Records for the task -
§ §

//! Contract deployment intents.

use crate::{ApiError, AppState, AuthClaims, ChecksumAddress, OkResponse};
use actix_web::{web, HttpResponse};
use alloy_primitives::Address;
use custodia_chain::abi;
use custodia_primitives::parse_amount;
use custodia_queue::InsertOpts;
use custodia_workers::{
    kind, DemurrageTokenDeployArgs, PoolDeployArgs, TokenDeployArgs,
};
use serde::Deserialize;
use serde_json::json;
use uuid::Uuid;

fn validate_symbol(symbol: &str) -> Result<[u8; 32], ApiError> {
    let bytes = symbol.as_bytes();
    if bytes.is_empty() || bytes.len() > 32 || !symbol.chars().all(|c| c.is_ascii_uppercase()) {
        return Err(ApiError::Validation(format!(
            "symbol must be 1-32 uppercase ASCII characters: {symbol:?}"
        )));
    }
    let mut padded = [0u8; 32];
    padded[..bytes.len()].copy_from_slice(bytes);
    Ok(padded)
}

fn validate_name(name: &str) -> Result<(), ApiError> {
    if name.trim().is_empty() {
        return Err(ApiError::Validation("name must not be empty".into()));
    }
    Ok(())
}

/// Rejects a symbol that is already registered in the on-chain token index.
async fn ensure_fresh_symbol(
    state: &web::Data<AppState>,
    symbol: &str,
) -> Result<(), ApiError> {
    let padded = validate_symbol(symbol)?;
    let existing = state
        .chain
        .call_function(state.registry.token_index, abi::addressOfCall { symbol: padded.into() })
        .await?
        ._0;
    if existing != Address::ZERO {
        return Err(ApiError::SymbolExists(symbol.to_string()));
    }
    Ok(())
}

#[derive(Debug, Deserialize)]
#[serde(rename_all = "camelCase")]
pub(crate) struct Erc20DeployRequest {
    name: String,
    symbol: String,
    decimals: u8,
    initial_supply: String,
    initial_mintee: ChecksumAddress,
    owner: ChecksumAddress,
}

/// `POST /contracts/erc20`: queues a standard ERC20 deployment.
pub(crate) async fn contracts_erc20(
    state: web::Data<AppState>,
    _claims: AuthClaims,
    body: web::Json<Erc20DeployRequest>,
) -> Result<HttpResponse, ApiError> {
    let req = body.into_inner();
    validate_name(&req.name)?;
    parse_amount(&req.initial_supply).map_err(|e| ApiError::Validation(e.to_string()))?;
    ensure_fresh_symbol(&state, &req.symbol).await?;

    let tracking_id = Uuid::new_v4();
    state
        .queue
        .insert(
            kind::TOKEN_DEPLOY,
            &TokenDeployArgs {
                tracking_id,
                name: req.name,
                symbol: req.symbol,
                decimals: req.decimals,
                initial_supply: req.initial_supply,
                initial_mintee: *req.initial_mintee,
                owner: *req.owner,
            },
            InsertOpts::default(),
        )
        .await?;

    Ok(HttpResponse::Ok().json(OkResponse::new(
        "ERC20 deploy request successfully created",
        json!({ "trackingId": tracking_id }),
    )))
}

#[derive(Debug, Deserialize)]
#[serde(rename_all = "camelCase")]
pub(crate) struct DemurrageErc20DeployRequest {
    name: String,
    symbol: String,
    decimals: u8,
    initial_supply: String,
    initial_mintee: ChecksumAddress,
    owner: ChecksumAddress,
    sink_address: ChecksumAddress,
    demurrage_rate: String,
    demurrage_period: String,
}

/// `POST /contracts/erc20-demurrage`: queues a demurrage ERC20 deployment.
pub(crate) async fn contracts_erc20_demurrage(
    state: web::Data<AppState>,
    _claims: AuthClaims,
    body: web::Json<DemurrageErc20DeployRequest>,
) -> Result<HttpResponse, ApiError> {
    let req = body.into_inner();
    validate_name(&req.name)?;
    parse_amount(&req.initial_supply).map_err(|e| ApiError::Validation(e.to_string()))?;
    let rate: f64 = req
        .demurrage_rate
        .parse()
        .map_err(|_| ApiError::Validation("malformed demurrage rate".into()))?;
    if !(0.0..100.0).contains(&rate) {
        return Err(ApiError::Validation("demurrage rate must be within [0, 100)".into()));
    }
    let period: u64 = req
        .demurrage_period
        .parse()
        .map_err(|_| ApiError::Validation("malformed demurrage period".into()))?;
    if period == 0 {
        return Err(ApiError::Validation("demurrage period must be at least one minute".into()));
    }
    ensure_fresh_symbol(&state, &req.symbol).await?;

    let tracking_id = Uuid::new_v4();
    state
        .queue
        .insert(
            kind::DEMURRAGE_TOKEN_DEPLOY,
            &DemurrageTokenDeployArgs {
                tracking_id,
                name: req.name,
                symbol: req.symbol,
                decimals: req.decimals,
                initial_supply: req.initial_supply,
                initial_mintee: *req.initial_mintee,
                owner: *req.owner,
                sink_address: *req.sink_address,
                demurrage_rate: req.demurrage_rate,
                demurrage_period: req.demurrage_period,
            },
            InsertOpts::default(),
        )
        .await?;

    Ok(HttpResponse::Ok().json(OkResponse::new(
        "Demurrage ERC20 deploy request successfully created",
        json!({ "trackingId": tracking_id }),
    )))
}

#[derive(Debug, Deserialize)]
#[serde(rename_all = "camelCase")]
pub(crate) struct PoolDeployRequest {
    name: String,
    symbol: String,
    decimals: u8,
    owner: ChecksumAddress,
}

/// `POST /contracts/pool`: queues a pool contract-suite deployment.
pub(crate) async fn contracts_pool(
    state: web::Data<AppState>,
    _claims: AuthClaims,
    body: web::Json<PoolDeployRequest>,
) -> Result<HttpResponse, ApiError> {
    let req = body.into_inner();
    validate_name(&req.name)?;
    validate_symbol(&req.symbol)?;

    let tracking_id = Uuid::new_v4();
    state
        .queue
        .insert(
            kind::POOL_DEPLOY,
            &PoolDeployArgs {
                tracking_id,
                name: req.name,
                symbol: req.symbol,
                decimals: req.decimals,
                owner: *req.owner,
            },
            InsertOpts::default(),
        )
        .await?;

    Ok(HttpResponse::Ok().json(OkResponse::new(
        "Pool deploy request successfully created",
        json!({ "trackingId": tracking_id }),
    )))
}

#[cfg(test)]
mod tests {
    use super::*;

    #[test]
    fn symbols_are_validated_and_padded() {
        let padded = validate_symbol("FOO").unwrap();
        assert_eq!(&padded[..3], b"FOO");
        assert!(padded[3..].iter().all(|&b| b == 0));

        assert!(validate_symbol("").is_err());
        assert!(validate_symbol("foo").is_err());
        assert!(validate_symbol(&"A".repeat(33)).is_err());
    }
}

§ §

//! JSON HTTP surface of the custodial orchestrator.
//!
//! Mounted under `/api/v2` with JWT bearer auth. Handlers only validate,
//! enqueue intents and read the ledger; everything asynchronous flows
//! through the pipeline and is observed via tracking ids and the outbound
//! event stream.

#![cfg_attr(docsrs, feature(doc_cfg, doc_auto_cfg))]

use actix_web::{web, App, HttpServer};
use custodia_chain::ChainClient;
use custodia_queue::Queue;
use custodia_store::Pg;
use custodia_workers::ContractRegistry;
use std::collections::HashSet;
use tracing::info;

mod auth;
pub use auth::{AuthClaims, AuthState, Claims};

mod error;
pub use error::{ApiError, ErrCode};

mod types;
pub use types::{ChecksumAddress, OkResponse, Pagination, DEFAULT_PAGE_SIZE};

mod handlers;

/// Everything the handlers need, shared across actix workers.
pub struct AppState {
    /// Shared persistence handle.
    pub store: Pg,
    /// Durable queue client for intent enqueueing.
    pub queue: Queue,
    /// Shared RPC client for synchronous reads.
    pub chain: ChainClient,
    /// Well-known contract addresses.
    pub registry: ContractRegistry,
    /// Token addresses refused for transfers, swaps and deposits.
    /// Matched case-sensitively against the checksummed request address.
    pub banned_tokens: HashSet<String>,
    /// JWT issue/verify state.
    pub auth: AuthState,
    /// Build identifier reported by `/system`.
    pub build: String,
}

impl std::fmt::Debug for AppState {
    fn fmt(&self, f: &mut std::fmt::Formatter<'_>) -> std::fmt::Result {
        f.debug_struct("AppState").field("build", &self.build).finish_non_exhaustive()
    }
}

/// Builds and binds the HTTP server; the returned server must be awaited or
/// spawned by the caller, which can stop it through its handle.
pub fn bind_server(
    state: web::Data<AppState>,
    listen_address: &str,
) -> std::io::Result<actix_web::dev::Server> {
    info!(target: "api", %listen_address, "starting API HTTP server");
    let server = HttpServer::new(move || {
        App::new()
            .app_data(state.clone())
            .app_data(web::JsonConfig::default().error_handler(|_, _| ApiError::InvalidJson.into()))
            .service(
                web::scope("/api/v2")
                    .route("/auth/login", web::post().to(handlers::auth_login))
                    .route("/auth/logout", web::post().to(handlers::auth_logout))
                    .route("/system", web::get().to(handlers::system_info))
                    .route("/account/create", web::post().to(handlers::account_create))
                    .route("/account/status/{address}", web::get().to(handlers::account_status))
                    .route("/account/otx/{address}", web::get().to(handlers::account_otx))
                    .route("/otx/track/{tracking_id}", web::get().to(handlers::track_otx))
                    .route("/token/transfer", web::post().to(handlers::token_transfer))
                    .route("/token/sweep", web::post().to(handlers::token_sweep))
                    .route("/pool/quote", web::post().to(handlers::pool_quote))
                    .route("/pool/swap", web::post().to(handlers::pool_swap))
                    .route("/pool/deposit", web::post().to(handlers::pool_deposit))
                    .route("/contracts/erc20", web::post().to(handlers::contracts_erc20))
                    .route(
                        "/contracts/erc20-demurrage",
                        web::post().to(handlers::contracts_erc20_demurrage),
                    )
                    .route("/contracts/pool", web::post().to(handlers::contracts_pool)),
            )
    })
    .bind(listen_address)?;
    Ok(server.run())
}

§ §

Task goal - Count, in the records above, the lines that contain "AuthState", and write only the resulting number.

Output below - 2